The records Block Start

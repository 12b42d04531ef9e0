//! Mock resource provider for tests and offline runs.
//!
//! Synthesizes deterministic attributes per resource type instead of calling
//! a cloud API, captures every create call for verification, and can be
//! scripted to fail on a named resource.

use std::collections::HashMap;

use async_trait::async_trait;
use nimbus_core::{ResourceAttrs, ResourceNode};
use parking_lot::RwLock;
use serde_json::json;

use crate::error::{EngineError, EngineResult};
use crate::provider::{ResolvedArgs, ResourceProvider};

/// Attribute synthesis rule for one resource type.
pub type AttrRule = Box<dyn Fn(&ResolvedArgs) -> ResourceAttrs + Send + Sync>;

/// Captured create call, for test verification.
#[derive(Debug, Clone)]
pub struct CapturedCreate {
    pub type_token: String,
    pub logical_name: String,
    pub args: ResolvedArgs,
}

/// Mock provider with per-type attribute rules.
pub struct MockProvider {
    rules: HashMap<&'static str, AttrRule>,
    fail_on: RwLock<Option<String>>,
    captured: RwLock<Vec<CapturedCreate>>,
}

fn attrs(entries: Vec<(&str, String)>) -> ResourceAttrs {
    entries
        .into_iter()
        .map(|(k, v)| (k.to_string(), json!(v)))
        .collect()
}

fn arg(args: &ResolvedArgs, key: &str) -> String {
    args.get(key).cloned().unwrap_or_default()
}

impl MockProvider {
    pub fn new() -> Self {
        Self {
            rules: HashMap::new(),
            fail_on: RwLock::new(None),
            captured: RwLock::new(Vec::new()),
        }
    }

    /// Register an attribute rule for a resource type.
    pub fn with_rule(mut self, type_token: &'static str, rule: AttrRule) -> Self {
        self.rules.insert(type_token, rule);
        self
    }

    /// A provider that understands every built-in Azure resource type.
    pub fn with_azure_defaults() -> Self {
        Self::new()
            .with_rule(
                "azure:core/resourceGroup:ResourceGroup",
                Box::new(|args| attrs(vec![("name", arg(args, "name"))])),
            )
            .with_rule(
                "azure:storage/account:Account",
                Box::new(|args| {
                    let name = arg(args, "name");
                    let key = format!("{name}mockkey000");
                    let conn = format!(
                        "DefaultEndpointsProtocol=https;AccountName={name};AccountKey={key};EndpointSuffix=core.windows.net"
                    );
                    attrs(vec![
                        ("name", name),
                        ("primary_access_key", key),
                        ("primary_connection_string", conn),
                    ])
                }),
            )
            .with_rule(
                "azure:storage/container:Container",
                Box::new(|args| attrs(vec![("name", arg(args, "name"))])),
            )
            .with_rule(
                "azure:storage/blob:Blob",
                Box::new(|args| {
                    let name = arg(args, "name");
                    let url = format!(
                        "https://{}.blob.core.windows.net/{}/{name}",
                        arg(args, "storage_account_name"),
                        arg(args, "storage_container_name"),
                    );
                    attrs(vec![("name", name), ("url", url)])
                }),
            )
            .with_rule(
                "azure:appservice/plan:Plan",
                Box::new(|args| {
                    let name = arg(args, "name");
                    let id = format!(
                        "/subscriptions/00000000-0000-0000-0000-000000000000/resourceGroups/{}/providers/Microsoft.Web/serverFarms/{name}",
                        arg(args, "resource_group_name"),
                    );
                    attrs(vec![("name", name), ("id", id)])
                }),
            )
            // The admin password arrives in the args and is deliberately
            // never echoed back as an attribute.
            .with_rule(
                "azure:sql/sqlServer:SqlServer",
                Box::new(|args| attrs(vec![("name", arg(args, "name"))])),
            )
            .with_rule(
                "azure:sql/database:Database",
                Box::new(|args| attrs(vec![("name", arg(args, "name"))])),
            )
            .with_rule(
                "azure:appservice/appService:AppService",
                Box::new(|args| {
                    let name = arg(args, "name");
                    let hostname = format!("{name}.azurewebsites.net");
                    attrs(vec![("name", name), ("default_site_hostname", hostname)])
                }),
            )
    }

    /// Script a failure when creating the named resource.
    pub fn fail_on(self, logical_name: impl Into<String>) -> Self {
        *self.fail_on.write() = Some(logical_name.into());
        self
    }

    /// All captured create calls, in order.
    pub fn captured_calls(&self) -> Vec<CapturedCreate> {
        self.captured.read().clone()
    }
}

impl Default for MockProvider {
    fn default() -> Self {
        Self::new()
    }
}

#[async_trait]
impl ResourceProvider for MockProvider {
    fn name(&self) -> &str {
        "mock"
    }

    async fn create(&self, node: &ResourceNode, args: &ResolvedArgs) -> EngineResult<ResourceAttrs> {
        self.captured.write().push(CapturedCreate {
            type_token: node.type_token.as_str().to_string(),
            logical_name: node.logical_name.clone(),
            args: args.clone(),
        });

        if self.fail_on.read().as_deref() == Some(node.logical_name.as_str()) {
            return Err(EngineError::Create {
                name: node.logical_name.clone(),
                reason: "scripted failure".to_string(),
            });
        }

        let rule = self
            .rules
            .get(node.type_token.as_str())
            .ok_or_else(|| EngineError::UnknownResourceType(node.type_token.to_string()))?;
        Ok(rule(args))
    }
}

The records Block End
The records Block Start

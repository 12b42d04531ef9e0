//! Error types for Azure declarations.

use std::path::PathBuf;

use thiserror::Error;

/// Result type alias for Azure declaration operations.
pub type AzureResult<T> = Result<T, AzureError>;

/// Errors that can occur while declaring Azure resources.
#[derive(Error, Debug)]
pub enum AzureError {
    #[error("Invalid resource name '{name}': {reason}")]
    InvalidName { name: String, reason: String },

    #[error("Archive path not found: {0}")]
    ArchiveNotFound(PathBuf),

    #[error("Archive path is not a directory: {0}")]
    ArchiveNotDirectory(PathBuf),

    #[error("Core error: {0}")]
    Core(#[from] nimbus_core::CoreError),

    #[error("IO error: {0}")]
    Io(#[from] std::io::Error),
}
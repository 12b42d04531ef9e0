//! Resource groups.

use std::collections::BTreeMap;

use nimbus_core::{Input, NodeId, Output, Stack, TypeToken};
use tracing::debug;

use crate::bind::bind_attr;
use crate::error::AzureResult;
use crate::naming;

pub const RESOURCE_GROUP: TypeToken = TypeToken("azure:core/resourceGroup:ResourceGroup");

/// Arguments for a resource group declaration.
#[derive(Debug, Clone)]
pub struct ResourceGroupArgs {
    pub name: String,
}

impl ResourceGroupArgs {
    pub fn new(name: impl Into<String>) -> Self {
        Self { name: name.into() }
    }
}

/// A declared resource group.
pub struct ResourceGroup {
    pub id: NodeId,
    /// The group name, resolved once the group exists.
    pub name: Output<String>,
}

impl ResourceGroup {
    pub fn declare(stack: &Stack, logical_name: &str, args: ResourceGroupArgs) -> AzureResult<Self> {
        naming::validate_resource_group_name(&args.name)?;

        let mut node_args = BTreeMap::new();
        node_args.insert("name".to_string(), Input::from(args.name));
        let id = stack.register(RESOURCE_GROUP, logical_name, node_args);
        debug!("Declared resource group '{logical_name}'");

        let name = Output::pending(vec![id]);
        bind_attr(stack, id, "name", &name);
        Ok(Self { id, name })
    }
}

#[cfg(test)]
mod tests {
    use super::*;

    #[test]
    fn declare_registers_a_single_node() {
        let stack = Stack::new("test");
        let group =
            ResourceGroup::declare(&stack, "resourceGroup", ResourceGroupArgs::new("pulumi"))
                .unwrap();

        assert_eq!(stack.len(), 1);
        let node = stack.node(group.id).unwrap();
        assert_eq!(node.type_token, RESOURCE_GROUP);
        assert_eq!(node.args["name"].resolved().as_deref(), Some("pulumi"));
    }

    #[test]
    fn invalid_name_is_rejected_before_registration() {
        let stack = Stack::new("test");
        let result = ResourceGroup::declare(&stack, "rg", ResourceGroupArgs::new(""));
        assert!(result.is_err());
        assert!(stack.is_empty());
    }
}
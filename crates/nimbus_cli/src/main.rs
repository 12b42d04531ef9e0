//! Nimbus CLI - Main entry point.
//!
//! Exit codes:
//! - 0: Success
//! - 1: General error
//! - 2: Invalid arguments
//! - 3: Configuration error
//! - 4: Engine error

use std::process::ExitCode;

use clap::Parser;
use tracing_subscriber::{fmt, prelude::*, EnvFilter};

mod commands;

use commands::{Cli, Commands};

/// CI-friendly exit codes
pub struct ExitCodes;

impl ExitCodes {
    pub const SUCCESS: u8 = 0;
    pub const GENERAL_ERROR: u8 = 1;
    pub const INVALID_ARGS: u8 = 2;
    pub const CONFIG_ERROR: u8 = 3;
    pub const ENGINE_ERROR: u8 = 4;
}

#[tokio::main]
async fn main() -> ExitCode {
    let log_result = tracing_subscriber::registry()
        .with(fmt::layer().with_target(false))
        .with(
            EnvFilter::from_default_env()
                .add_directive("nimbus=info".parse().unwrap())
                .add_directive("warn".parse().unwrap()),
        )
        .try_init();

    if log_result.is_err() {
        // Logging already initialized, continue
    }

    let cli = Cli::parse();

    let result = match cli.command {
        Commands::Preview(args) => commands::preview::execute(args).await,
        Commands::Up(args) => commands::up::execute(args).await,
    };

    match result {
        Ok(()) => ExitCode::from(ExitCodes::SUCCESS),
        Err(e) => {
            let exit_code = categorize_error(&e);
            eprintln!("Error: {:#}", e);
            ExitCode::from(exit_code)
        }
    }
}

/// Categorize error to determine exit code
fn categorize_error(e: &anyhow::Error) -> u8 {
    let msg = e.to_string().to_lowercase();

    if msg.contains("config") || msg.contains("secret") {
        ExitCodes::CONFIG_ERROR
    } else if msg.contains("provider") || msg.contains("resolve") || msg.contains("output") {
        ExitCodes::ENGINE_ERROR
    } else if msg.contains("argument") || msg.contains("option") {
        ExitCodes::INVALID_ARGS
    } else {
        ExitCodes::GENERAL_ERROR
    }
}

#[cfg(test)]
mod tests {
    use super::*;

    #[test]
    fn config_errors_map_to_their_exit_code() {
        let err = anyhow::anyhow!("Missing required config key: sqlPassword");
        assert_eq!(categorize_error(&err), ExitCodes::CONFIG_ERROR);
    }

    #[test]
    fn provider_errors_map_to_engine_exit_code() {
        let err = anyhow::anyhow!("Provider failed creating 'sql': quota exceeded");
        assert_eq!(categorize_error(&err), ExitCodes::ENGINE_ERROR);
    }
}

The records Block End
The records Block Start

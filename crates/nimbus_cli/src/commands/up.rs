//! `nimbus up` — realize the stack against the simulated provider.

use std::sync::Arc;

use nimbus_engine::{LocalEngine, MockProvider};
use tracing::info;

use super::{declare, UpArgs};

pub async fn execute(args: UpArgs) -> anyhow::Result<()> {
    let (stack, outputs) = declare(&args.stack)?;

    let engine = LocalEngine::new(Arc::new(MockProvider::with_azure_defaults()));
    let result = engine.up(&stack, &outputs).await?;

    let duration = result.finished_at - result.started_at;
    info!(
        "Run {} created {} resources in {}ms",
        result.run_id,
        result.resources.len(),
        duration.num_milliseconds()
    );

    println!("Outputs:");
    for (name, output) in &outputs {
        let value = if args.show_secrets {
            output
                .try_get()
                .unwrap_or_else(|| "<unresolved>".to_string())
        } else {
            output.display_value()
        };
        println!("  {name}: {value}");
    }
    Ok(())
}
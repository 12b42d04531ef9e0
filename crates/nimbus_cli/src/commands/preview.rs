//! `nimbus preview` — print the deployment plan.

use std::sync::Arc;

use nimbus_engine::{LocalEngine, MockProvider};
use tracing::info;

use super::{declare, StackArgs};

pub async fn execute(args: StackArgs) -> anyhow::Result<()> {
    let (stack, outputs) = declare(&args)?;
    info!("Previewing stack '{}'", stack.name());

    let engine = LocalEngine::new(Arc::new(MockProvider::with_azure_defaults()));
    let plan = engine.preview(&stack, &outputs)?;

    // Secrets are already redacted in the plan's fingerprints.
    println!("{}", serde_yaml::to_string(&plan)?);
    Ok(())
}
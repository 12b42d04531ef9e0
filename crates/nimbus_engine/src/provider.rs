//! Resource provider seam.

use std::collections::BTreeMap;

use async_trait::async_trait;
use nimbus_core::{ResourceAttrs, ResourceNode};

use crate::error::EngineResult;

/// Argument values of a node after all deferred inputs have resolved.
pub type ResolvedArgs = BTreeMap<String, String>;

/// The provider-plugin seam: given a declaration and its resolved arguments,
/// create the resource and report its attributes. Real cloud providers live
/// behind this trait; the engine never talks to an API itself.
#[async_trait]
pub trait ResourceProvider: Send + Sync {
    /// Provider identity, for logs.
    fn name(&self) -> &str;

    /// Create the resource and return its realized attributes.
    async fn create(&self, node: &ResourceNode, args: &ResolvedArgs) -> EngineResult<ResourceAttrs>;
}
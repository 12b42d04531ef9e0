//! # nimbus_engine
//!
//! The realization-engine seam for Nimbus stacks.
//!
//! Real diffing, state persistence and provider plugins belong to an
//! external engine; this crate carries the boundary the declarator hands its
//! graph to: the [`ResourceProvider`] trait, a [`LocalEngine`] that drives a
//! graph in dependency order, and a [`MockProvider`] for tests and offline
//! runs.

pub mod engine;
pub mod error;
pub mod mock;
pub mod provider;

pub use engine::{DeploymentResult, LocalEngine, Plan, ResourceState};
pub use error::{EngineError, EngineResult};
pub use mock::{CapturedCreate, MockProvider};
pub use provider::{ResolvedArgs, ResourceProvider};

The records Block End

▸ Problem statement
Copy every line of the data that carries the word "ResourceAttrs".

▸ Answer below
use nimbus_core::{ResourceAttrs, ResourceNode};
pub type AttrRule = Box<dyn Fn(&ResolvedArgs) -> ResourceAttrs + Send + Sync>;
fn attrs(entries: Vec<(&str, String)>) -> ResourceAttrs {
    async fn create(&self, node: &ResourceNode, args: &ResolvedArgs) -> EngineResult<ResourceAttrs> {
use nimbus_core::{ResourceAttrs, ResourceNode};
    async fn create(&self, node: &ResourceNode, args: &ResolvedArgs) -> EngineResult<ResourceAttrs>;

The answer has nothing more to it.